> [Task to complete]: For each line below that includes the string "detail", show the whole line.
———
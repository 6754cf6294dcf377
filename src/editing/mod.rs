//! Copy-editing pipeline
//!
//! # Module Structure
//!
//! - [`editing::chunker`](crate::editing::chunker) - Paragraph-preserving text chunking
//! - [`editing::prompt`](crate::editing::prompt) - The fixed copy-editing instructions
//! - [`editing::editor`](crate::editing::editor) - Edit client, one model call per chunk
//! - [`editing::pipeline`](crate::editing::pipeline) - Sequential run over all chunks
//!
//! # Flow
//!
//! 1. **Probe** - the service must be up and the model installed
//! 2. **Chunk** - split the text on paragraph boundaries
//! 3. **Edit** - send each chunk, in order, to the model
//! 4. **Publish** - atomically replace the output artifact
//!
//! # Example
//!
//! ```ignore
//! use copyedit::editing::{CancelSignal, CopyEditor, EditorPipeline, RunRequest, TextChunker};
//! use copyedit::storage::OutputStore;
//!
//! let pipeline = EditorPipeline::new(
//!     TextChunker::new(4000),
//!     CopyEditor::new(client),
//!     OutputStore::new("text_files"),
//! );
//! pipeline.editor().ensure_available().await?;
//! let summary = pipeline
//!     .run(RunRequest { job_id, text: &text, estimated_chunks }, &CancelSignal::new(), |_| {})
//!     .await?;
//! ```

pub mod chunker;
pub mod editor;
pub mod pipeline;
pub mod prompt;

pub use chunker::{Chunk, TextChunker};
pub use editor::CopyEditor;
pub use pipeline::{CancelSignal, EditorPipeline, RunRequest};
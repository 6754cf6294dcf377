//! CLI module for copyedit
//!
//! Provides command-line interface parsing and handling for the copyedit-server binary.
//! Uses clap for argument parsing and owo-colors for colored terminal output.

pub mod edit;
pub mod init;
pub mod output;

use clap::{Parser, Subcommand};
use std::path::PathBuf;

/// copyedit - Copy-editing server for long documents
#[derive(Parser, Debug)]
#[command(
    name = "copyedit-server",
    version,
    about = "Copy-edit long documents with a local language model",
    long_about = "Splits plain-text and Word documents into paragraph-aligned chunks and sends\n\
                  each one to a model served by Ollama for Chicago-style copy editing.\n\n\
                  Run without arguments to start the server, or use 'edit' for a one-shot run.",
    after_help = "EXAMPLES:\n    \
                  copyedit-server init                      # Write a default copyedit.toml\n    \
                  copyedit-server                           # Start the server\n    \
                  copyedit-server check                     # Is the model ready?\n    \
                  copyedit-server edit draft.docx -o out.docx\n    \
                  cat notes.txt | copyedit-server edit -"
)]
pub struct Cli {
    /// Path to the configuration file
    #[arg(short, long, default_value = "copyedit.toml", global = true)]
    pub config: PathBuf,

    /// Enable verbose output
    #[arg(short, long, global = true)]
    pub verbose: bool,

    /// Disable colored output
    #[arg(long, global = true)]
    pub no_color: bool,

    /// Subcommand to execute
    #[command(subcommand)]
    pub command: Option<Commands>,
}

/// Available CLI subcommands
#[derive(Subcommand, Debug)]
pub enum Commands {
    /// Start the HTTP server (default)
    Serve,

    /// Copy-edit files, stdin or a string in one run
    Edit {
        /// `.txt` / `.docx` files to edit, joined in order; `-` reads stdin
        #[arg(required_unless_present = "text")]
        inputs: Vec<PathBuf>,

        /// Edit this text instead of files
        #[arg(short, long, conflicts_with = "inputs")]
        text: Option<String>,

        /// Write the edited document here; defaults to `<first file>_edited`
        /// beside the first input file
        #[arg(short, long)]
        output: Option<PathBuf>,

        /// Output format (txt or docx); defaults to the output file's extension
        #[arg(short, long)]
        format: Option<String>,
    },

    /// Check that the editing service is reachable and the model installed
    Check,

    /// Write a default configuration file
    Init {
        /// Directory to initialize (defaults to current directory)
        #[arg(default_value = ".")]
        path: PathBuf,

        /// Overwrite an existing configuration file
        #[arg(short, long)]
        force: bool,
    },
}

impl Cli {
    /// Parse CLI arguments
    pub fn parse_args() -> Self {
        Self::parse()
    }
}
use crate::llm::client::{GenerationOptions, LLMClient};
use crate::types::{AppError, Result};
use crate::utils::toml_config::OllamaConfig;
use async_trait::async_trait;
use serde::{Deserialize, Serialize};
use std::time::Duration;
use tracing::{debug, warn};

/// Deadline for the liveness and model lookups of the health probe
const PROBE_TIMEOUT: Duration = Duration::from_secs(10);

pub struct OllamaClient {
    http: reqwest::Client,
    base_url: String,
    model: String,
    options: GenerationOptions,
}

#[derive(Debug, Serialize)]
struct GenerateRequest<'a> {
    model: &'a str,
    prompt: &'a str,
    stream: bool,
    options: SamplingOptions,
}

#[derive(Debug, Serialize)]
struct SamplingOptions {
    temperature: f32,
}

#[derive(Debug, Deserialize)]
struct GenerateResponse {
    #[serde(default)]
    response: Option<String>,
    #[serde(default)]
    error: Option<String>,
}

#[derive(Debug, Serialize)]
struct ShowRequest<'a> {
    name: &'a str,
}

impl OllamaClient {
    pub fn new(base_url: String, model: String, options: GenerationOptions) -> Result<Self> {
        let http = reqwest::Client::builder()
            .timeout(options.timeout)
            .build()
            .map_err(|e| AppError::Internal(format!("Failed to build HTTP client: {}", e)))?;

        Ok(Self {
            http,
            base_url: base_url.trim_end_matches('/').to_string(),
            model,
            options,
        })
    }

    pub fn from_config(config: &OllamaConfig) -> Result<Self> {
        Self::new(
            config.base_url.clone(),
            config.model.clone(),
            GenerationOptions {
                temperature: config.temperature,
                timeout: config.request_timeout(),
                max_retries: config.max_retries,
            },
        )
    }

    pub fn base_url(&self) -> &str {
        &self.base_url
    }

    /// Post one generation request, retrying transient failures, and return
    /// the decoded answer.
    async fn request_generation(&self, prompt: &str) -> Result<GenerateResponse> {
        let url = format!("{}/api/generate", self.base_url);
        let body = GenerateRequest {
            model: &self.model,
            prompt,
            stream: false,
            options: SamplingOptions {
                temperature: self.options.temperature,
            },
        };

        let mut attempt = 0;
        loop {
            match self.attempt_generation(&url, &body).await {
                Ok(payload) => return Ok(payload),
                Err(AttemptError::Transport(e))
                    if is_transient(&e) && attempt < self.options.max_retries =>
                {
                    attempt += 1;
                    warn!(
                        model = %self.model,
                        attempt,
                        error = %e,
                        "Transient Ollama failure, retrying"
                    );
                }
                Err(AttemptError::Transport(e)) => {
                    return Err(AppError::ServiceUnavailable(format!(
                        "Ollama request failed: {}",
                        e
                    )));
                }
                Err(AttemptError::Answered(e)) => return Err(e),
            }
        }
    }

    async fn attempt_generation(
        &self,
        url: &str,
        body: &GenerateRequest<'_>,
    ) -> std::result::Result<GenerateResponse, AttemptError> {
        let response = self
            .http
            .post(url)
            .json(body)
            .send()
            .await
            .map_err(AttemptError::Transport)?;

        let status = response.status();
        if !status.is_success() {
            let detail = response.text().await.unwrap_or_default();
            return Err(AttemptError::Answered(AppError::ServiceUnavailable(format!(
                "Ollama returned {}: {}",
                status,
                detail.trim()
            ))));
        }

        // The client deadline also covers reading the body
        response.json().await.map_err(|e| {
            if e.is_timeout() {
                AttemptError::Transport(e)
            } else {
                AttemptError::Answered(AppError::ServiceError(format!(
                    "Malformed Ollama response: {}",
                    e
                )))
            }
        })
    }
}

/// Why a single generation attempt failed.
enum AttemptError {
    /// The exchange with the server broke off
    Transport(reqwest::Error),
    /// The server answered, but not with a usable generation
    Answered(AppError),
}

/// Connection failures and timeouts are worth one more try; anything the
/// server actually answered is not.
fn is_transient(err: &reqwest::Error) -> bool {
    err.is_connect() || err.is_timeout()
}

#[async_trait]
impl LLMClient for OllamaClient {
    async fn generate(&self, prompt: &str) -> Result<String> {
        let payload = self.request_generation(prompt).await?;

        if let Some(error) = payload.error {
            return Err(AppError::ServiceError(format!("Ollama error: {}", error)));
        }

        let text = payload
            .response
            .ok_or_else(|| AppError::ServiceError("Ollama response had no text".to_string()))?;

        debug!(model = %self.model, chars = text.len(), "Generation finished");
        Ok(text)
    }

    async fn health_check(&self) -> Result<()> {
        let live = self
            .http
            .get(&self.base_url)
            .timeout(PROBE_TIMEOUT)
            .send()
            .await
            .map_err(|e| {
                AppError::ServiceUnavailable(format!(
                    "Ollama server at {} is not reachable: {}",
                    self.base_url, e
                ))
            })?;

        if !live.status().is_success() {
            return Err(AppError::ServiceUnavailable(format!(
                "Ollama server at {} answered {}",
                self.base_url,
                live.status()
            )));
        }

        let show = self
            .http
            .post(format!("{}/api/show", self.base_url))
            .timeout(PROBE_TIMEOUT)
            .json(&ShowRequest { name: &self.model })
            .send()
            .await
            .map_err(|e| {
                AppError::ServiceUnavailable(format!("Model lookup failed: {}", e))
            })?;

        if !show.status().is_success() {
            return Err(AppError::ServiceUnavailable(format!(
                "Model '{}' is not installed on the Ollama server",
                self.model
            )));
        }

        Ok(())
    }

    fn model_name(&self) -> &str {
        &self.model
    }
}
//! Document I/O adapter
//!
//! Converts uploaded plain-text and Word (`.docx`) documents into the single
//! UTF-8 string the editor works on, and renders edited text back into
//! either format.
//!
//! - Plain text is decoded leniently: invalid UTF-8 sequences are dropped.
//! - A `.docx` is read paragraph by paragraph (`w:p`), paragraphs joined by
//!   `\n`. Writing produces one paragraph per non-blank line, so blank lines
//!   do not survive a round trip.

mod docx;

use crate::types::{AppError, Result};
use std::path::Path;

pub use docx::{read_docx_paragraphs, write_docx};

/// Supported document formats
#[derive(Debug, Clone, Copy, PartialEq, Eq)]
pub enum DocumentFormat {
    PlainText,
    Docx,
}

impl DocumentFormat {
    /// Determine the format from a file name's extension (case-insensitive).
    pub fn from_file_name(name: &str) -> Result<Self> {
        let extension = Path::new(name)
            .extension()
            .and_then(|e| e.to_str())
            .map(|e| e.to_ascii_lowercase());

        match extension.as_deref() {
            Some("txt") => Ok(DocumentFormat::PlainText),
            Some("docx") => Ok(DocumentFormat::Docx),
            _ => Err(AppError::InvalidInput(format!(
                "Cannot upload '{}': file must be '.txt' or '.docx'",
                name
            ))),
        }
    }

    pub fn extension(&self) -> &'static str {
        match self {
            DocumentFormat::PlainText => "txt",
            DocumentFormat::Docx => "docx",
        }
    }

    pub fn mime_type(&self) -> &'static str {
        match self {
            DocumentFormat::PlainText => "text/plain; charset=utf-8",
            DocumentFormat::Docx => {
                "application/vnd.openxmlformats-officedocument.wordprocessingml.document"
            }
        }
    }
}

impl std::str::FromStr for DocumentFormat {
    type Err = AppError;

    fn from_str(s: &str) -> Result<Self> {
        match s.trim().to_ascii_lowercase().as_str() {
            "txt" | "text" => Ok(DocumentFormat::PlainText),
            "docx" => Ok(DocumentFormat::Docx),
            other => Err(AppError::InvalidInput(format!(
                "Unknown document type '{}', expected 'txt' or 'docx'",
                other
            ))),
        }
    }
}

/// A file received from the user.
#[derive(Debug, Clone)]
pub struct Upload {
    pub file_name: String,
    pub bytes: Vec<u8>,
}

/// Decode bytes, dropping invalid UTF-8 sequences rather than replacing them.
pub fn decode_text_lossy(bytes: &[u8]) -> String {
    let mut text = String::with_capacity(bytes.len());
    for chunk in bytes.utf8_chunks() {
        text.push_str(chunk.valid());
    }
    text
}

/// Decode a document into text.
pub fn decode(bytes: &[u8], format: DocumentFormat) -> Result<String> {
    match format {
        DocumentFormat::PlainText => Ok(decode_text_lossy(bytes)),
        DocumentFormat::Docx => Ok(read_docx_paragraphs(bytes)?.join("\n")),
    }
}

/// Encode text into a document.
pub fn encode(text: &str, format: DocumentFormat) -> Result<Vec<u8>> {
    match format {
        DocumentFormat::PlainText => Ok(text.as_bytes().to_vec()),
        DocumentFormat::Docx => {
            let paragraphs: Vec<&str> = text
                .split('\n')
                .filter(|line| !line.trim().is_empty())
                .collect();
            write_docx(&paragraphs)
        }
    }
}

/// Decode every upload and join the texts with a newline.
///
/// All files are validated before any is decoded, so one bad extension
/// rejects the whole submission.
pub fn combine_uploads(uploads: &[Upload]) -> Result<String> {
    if uploads.is_empty() {
        return Err(AppError::InvalidInput("Must upload a file".to_string()));
    }

    let formats = uploads
        .iter()
        .map(|upload| {
            if upload.file_name.trim().is_empty() {
                return Err(AppError::InvalidInput("Must upload a file".to_string()));
            }
            DocumentFormat::from_file_name(&upload.file_name)
        })
        .collect::<Result<Vec<_>>>()?;

    let texts = uploads
        .iter()
        .zip(formats)
        .map(|(upload, format)| {
            decode(&upload.bytes, format).map_err(|e| match e {
                AppError::Document(msg) => {
                    AppError::Document(format!("{}: {}", upload.file_name, msg))
                }
                other => other,
            })
        })
        .collect::<Result<Vec<_>>>()?;

    Ok(texts.join("\n"))
}

/// Name offered for the edited version of a file: `report.docx` becomes
/// `report_edited.docx`.
pub fn output_file_name(input_name: &str) -> String {
    let path = Path::new(input_name);
    let stem = path
        .file_stem()
        .and_then(|s| s.to_str())
        .filter(|s| !s.is_empty())
        .unwrap_or("document");

    match path.extension().and_then(|e| e.to_str()) {
        Some(ext) => format!("{}_edited.{}", stem, ext),
        None => format!("{}_edited", stem),
    }
}

/// Name for the edited document in `format`: after its source file when
/// there is one (`report.docx` as txt gives `report_edited.txt`), otherwise
/// `edited.{ext}`. Characters unsafe in a `Content-Disposition` value are
/// replaced with `_`.
pub fn edited_file_name(source: Option<&str>, format: DocumentFormat) -> String {
    let name = match source {
        Some(source) => Path::new(&output_file_name(source))
            .with_extension(format.extension())
            .to_string_lossy()
            .into_owned(),
        None => format!("edited.{}", format.extension()),
    };

    name.chars()
        .map(|c| {
            if c == '"' || c == '\\' || !c.is_ascii() || c.is_ascii_control() {
                '_'
            } else {
                c
            }
        })
        .collect()
}
#[cfg(test)]
mod tests {
    use super::*;

    fn registry_with_job() -> (JobRegistry, Uuid) {
        let registry = JobRegistry::new();
        let job = registry
            .submit("Some text".to_string(), vec![], 1)
            .unwrap();
        (registry, job.id)
    }

    #[test]
    fn test_submit_rejects_blank_text() {
        let registry = JobRegistry::new();
        let err = registry.submit("  \n\t".to_string(), vec![], 1).unwrap_err();
        assert!(matches!(err, AppError::InvalidInput(msg) if msg.contains("blank")));

        let err = registry
            .submit(String::new(), vec!["a.txt".to_string()], 1)
            .unwrap_err();
        assert!(matches!(err, AppError::InvalidInput(msg) if msg.contains("no text")));
    }

    #[test]
    fn test_submissions_do_not_overwrite_each_other() {
        let registry = JobRegistry::new();
        let first = registry.submit("first".to_string(), vec![], 1).unwrap();
        let second = registry.submit("second".to_string(), vec![], 1).unwrap();

        assert_ne!(first.id, second.id);
        assert_eq!(&*registry.get(first.id).unwrap().text, "first");
        assert_eq!(&*registry.get(second.id).unwrap().text, "second");
    }

    #[test]
    fn test_only_one_run_at_a_time() {
        let registry = JobRegistry::new();
        let a = registry.submit("a".to_string(), vec![], 1).unwrap().id;
        let b = registry.submit("b".to_string(), vec![], 1).unwrap().id;

        let ticket = registry.start(a).unwrap();
        assert_eq!(registry.active_job(), Some(a));
        assert_eq!(registry.get(a).unwrap().status, JobStatus::Running);

        assert!(matches!(registry.start(b), Err(AppError::Conflict(_))));
        assert!(matches!(registry.start(a), Err(AppError::Conflict(_))));

        registry.finish(ticket.job_id, &Err(AppError::ServiceError("boom".to_string())));
        assert_eq!(registry.active_job(), None);
        assert_eq!(registry.get(a).unwrap().status, JobStatus::Failed);

        registry.start(b).unwrap();
        assert_eq!(registry.active_job(), Some(b));
    }

    #[test]
    fn test_start_unknown_job() {
        let registry = JobRegistry::new();
        assert!(matches!(
            registry.start(Uuid::new_v4()),
            Err(AppError::NotFound(_))
        ));
        assert_eq!(registry.active_job(), None);
    }

    #[test]
    fn test_cancel_signals_running_job() {
        let (registry, id) = registry_with_job();
        let ticket = registry.start(id).unwrap();

        registry.cancel(id).unwrap();
        assert!(ticket.cancel.is_cancelled());

        registry.finish(id, &Err(AppError::Cancelled("stopped".to_string())));
        assert_eq!(registry.get(id).unwrap().status, JobStatus::Cancelled);
    }

    #[test]
    fn test_cancel_idle_job_is_conflict() {
        let (registry, id) = registry_with_job();
        assert!(matches!(registry.cancel(id), Err(AppError::Conflict(_))));
        assert!(matches!(
            registry.cancel(Uuid::new_v4()),
            Err(AppError::NotFound(_))
        ));
    }

    #[test]
    fn test_completed_job_can_run_again() {
        let (registry, id) = registry_with_job();
        registry.start(id).unwrap();
        registry.update_progress(
            id,
            Progress {
                completed: 1,
                estimated_total: 1,
                actual_total: Some(1),
            },
        );
        assert_eq!(registry.get(id).unwrap().progress.completed, 1);

        let summary = RunSummary {
            job_id: id,
            chunks: 1,
            characters_in: 9,
            characters_out: 11,
            duration_ms: 5,
            artifact: "text_files/edited.txt".into(),
        };
        registry.finish(id, &Ok(summary.clone()));

        let job = registry.get(id).unwrap();
        assert_eq!(job.status, JobStatus::Completed);
        assert_eq!(job.summary, Some(summary));

        registry.start(id).unwrap();
        let job = registry.get(id).unwrap();
        assert_eq!(job.status, JobStatus::Running);
        assert_eq!(job.progress.completed, 0);
        assert!(job.summary.is_none());
    }

    fn summary_for(id: Uuid) -> RunSummary {
        RunSummary {
            job_id: id,
            chunks: 1,
            characters_in: 1,
            characters_out: 3,
            duration_ms: 1,
            artifact: "text_files/edited.txt".into(),
        }
    }

    #[test]
    fn test_oldest_idle_jobs_are_forgotten() {
        let registry = JobRegistry::with_retention(2);
        let first = registry.submit("one".to_string(), vec![], 1).unwrap().id;
        let second = registry.submit("two".to_string(), vec![], 1).unwrap().id;
        let third = registry.submit("three".to_string(), vec![], 1).unwrap().id;

        assert!(matches!(registry.get(first), Err(AppError::NotFound(_))));
        assert!(registry.get(second).is_ok());
        assert!(registry.get(third).is_ok());
    }

    #[test]
    fn test_running_job_is_never_forgotten() {
        let registry = JobRegistry::with_retention(1);
        let running = registry.submit("long".to_string(), vec![], 1).unwrap().id;
        registry.start(running).unwrap();

        // Nothing idle to forget yet, so the bound is exceeded for now
        let waiting = registry.submit("next".to_string(), vec![], 1).unwrap().id;
        assert!(registry.get(waiting).is_ok());
        assert_eq!(registry.get(running).unwrap().status, JobStatus::Running);

        // Over the bound again: the idle waiting job goes, not the runner
        let newest = registry.submit("newest".to_string(), vec![], 1).unwrap().id;
        assert!(registry.get(waiting).is_err());
        assert!(registry.get(running).is_ok());
        assert!(registry.get(newest).is_ok());

        registry.finish(running, &Ok(summary_for(running)));
        let after = registry.submit("after".to_string(), vec![], 1).unwrap().id;
        assert!(registry.get(running).is_err());
        assert!(registry.get(newest).is_err());
        assert!(registry.get(after).is_ok());
    }

    #[test]
    fn test_last_published_follows_successful_runs() {
        let registry = JobRegistry::new();
        assert_eq!(registry.last_published(), None);

        let report = registry
            .submit("x".to_string(), vec!["report.docx".to_string()], 1)
            .unwrap()
            .id;
        registry.start(report).unwrap();
        registry.finish(report, &Ok(summary_for(report)));

        let published = registry.last_published().unwrap();
        assert_eq!(published.job_id, report);
        assert_eq!(published.sources, vec!["report.docx"]);

        // A failed re-run leaves the earlier artifact, and its name, in place
        registry.start(report).unwrap();
        registry.finish(report, &Err(AppError::ServiceError("down".to_string())));
        assert_eq!(registry.last_published().unwrap().job_id, report);

        let pasted = registry.submit("y".to_string(), vec![], 1).unwrap().id;
        registry.start(pasted).unwrap();
        registry.finish(pasted, &Ok(summary_for(pasted)));
        assert!(registry.last_published().unwrap().sources.is_empty());
    }

    #[test]
    fn test_response_wait_estimate() {
        let registry = JobRegistry::new();
        let job = registry
            .submit("x".to_string(), vec!["a.txt".to_string()], 3)
            .unwrap();
        let response = job.to_response(15);
        assert_eq!(response.estimated_wait_secs, 45);
        assert_eq!(response.status, JobStatus::Pending);
        assert_eq!(response.sources, vec!["a.txt"]);
        assert_eq!(response.characters, 1);
    }
}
———
> [Result below]:
            let detail = response.text().await.unwrap_or_default();
                detail.trim()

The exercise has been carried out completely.